L’impianto sul Da Vinci sarà inaugurato a fine giugno

Enzo Raugei

LIVORNO – E’ pronto, è prontissimo, contrordine è quasi completato. Il “Livorno Reefer”, uno dei più grandi impianti tutti nuovi in Italia per i traffici refrigerati degli ortofrutticoli, doveva essere pronto a febbraio, poi a marzo, infine a maggio. Invece i lavori sono andati avanti in certi settori molto velocemente, in altri con qualche ritardo perché in corso d’opera si è cercato di fare meglio. Sembra che in particolare si siano volute modificare le caratteristiche tecnico-operative di gestione delle celle refrigerate, in modo da rispondere meglio alle esigenze di diverse temperature.

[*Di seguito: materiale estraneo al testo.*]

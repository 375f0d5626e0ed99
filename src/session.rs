//! Session context: the credential and theme, threaded explicitly.
//!
//! Constructed once at session start and passed to everything that talks to
//! the backend; there is no ambient global. The raw token is persisted to
//! the injected store on every change so a reload picks up where it left off.

use std::sync::Arc;

use parking_lot::RwLock;

use crate::store::{KvStore, API_TOKEN_KEY, THEME_KEY};

/// How the credential is sent. Structured tokens (anything containing a `.`,
/// i.e. a JWT) go in the `Authorization: Bearer` header; opaque keys use
/// `X-API-Key`.
#[derive(Debug, Clone, PartialEq, Eq)]
pub enum Credential {
    Bearer(String),
    ApiKey(String),
}

impl Credential {
    pub fn from_token(token: &str) -> Self {
        if token.contains('.') {
            Credential::Bearer(token.to_string())
        } else {
            Credential::ApiKey(token.to_string())
        }
    }

    pub fn token(&self) -> &str {
        match self {
            Credential::Bearer(t) | Credential::ApiKey(t) => t,
        }
    }
}

/// Per-session request context.
pub struct Session {
    store: Arc<dyn KvStore>,
    credential: RwLock<Option<Credential>>,
}

impl Session {
    /// Build a session, restoring any persisted credential.
    pub fn new(store: Arc<dyn KvStore>) -> Self {
        let credential = store
            .get(API_TOKEN_KEY)
            .filter(|t| !t.is_empty())
            .map(|t| Credential::from_token(&t));
        Self {
            store,
            credential: RwLock::new(credential),
        }
    }

    pub fn credential(&self) -> Option<Credential> {
        self.credential.read().clone()
    }

    pub fn is_authenticated(&self) -> bool {
        self.credential.read().is_some()
    }

    /// Install a new credential and persist the raw token.
    pub fn set_token(&self, token: &str) {
        let cred = Credential::from_token(token);
        log::debug!(
            "session credential set ({})",
            match cred {
                Credential::Bearer(_) => "bearer",
                Credential::ApiKey(_) => "api-key",
            }
        );
        *self.credential.write() = Some(cred);
        self.store.set(API_TOKEN_KEY, token);
    }

    /// Drop the credential and clear it from durable storage.
    pub fn clear_token(&self) {
        *self.credential.write() = None;
        self.store.remove(API_TOKEN_KEY);
    }

    pub fn theme(&self) -> Option<String> {
        self.store.get(THEME_KEY)
    }

    pub fn set_theme(&self, theme: &str) {
        self.store.set(THEME_KEY, theme);
    }

    pub fn store(&self) -> &Arc<dyn KvStore> {
        &self.store
    }
}

#[cfg(test)]
mod tests {
    use super::*;
    use crate::store::MemoryStore;

    #[test]
    fn test_credential_scheme_heuristic() {
        assert_eq!(
            Credential::from_token("eyJhbGciOi.payload.sig"),
            Credential::Bearer("eyJhbGciOi.payload.sig".to_string())
        );
        assert_eq!(
            Credential::from_token("opaquekey123"),
            Credential::ApiKey("opaquekey123".to_string())
        );
    }

    #[test]
    fn test_token_persisted_and_restored() {
        let store: Arc<dyn KvStore> = Arc::new(MemoryStore::new());
        {
            let session = Session::new(store.clone());
            assert!(!session.is_authenticated());
            session.set_token("a.b.c");
        }
        let restored = Session::new(store.clone());
        assert_eq!(
            restored.credential(),
            Some(Credential::Bearer("a.b.c".to_string()))
        );

        restored.clear_token();
        assert!(store.get(API_TOKEN_KEY).is_none());
        assert!(Session::new(store).credential().is_none());
    }
}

Insomma, l’impianto è grandioso, nasce bene e viene completato anche meglio. E i ritardi, alla fine, sono funzionali a un altro dettaglio: quello di cercare clienti per raggiungere il quantitativo necessario per guadagnare, oltre che per coprire le rate (non leggere) del leasing. Va anche riconosciuto, per rendere onore al merito, che l’operazione “Reefer” è nata quando la crisi mondiale del credito non c’era ancora e molti dei calcoli anche con gli istituti di leasing hanno dovuto essere rinegoziati.

Ciò nonostante sui piazzali del terminal Da Vinci ormai mancano solo le rifiniture. E quella che viene indicata come la più grande operazione della Compagnia Portuali degli ultimi anni è al nastro di partenza. Anche l’acquisto recentemente comunicato di una maxi-gru semovente da parte della Compagnia Portuale di Livorno ha un senso in quanto utilizzabile anche sulla banchina per il “Reefer”. E in questi giorni il management della CPL, che fa capo al presidente Enzo Raugei, starebbe anche cercando di mettere a punto un organico di vertice, specie con un direttore commerciale (da ricercare anche fuori) che sia capace di andare a cercare clienti internazionali. Perché oggi il settore degli ortofrutticoli è in gran fermento, ma l’offerta di terminal anche nella sola Italia sta crescendo forte (si vedano anche le iniziative di Civitavecchia per Roma e quelle dell’Adriatico) e la concorrenza aumenta.